▶ **About this exercise**
For this exercise, output the line containing "the connection to" and all lines after it to the end of the records, exactly, with no other content.

Start of Dataset entries

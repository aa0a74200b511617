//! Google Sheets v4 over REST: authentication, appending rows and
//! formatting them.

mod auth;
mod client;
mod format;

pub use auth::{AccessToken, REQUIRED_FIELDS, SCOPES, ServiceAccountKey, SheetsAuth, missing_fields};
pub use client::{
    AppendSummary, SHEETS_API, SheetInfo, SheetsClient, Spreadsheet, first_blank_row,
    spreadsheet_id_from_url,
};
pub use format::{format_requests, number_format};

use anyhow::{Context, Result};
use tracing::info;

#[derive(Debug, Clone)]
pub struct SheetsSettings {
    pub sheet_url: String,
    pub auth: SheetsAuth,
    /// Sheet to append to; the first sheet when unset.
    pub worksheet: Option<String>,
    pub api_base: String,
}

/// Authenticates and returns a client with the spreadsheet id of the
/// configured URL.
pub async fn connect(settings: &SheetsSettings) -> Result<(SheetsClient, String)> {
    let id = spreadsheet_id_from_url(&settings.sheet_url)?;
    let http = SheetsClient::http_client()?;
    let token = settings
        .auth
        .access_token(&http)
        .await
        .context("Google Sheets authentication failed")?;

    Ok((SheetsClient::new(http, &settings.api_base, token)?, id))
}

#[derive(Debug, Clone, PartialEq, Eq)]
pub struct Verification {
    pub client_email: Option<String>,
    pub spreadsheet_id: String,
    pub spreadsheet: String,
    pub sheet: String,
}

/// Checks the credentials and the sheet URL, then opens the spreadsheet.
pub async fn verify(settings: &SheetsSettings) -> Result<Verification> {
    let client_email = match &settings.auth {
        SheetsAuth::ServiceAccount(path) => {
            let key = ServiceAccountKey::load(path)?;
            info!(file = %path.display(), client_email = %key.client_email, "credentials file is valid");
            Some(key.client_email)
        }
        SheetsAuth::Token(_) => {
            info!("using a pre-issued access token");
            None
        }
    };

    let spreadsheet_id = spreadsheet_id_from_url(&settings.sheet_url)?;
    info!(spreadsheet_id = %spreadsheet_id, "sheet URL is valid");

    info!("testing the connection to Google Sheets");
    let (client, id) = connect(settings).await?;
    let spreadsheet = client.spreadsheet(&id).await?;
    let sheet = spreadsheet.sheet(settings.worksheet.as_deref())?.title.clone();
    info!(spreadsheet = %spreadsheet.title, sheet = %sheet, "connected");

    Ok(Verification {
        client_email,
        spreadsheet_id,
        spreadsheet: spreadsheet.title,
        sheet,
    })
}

End of Dataset entries

▶ **Result**
    info!("testing the connection to Google Sheets");
    let (client, id) = connect(settings).await?;
    let spreadsheet = client.spreadsheet(&id).await?;
    let sheet = spreadsheet.sheet(settings.worksheet.as_deref())?.title.clone();
    info!(spreadsheet = %spreadsheet.title, sheet = %sheet, "connected");

    Ok(Verification {
        client_email,
        spreadsheet_id,
        spreadsheet: spreadsheet.title,
        sheet,
    })
}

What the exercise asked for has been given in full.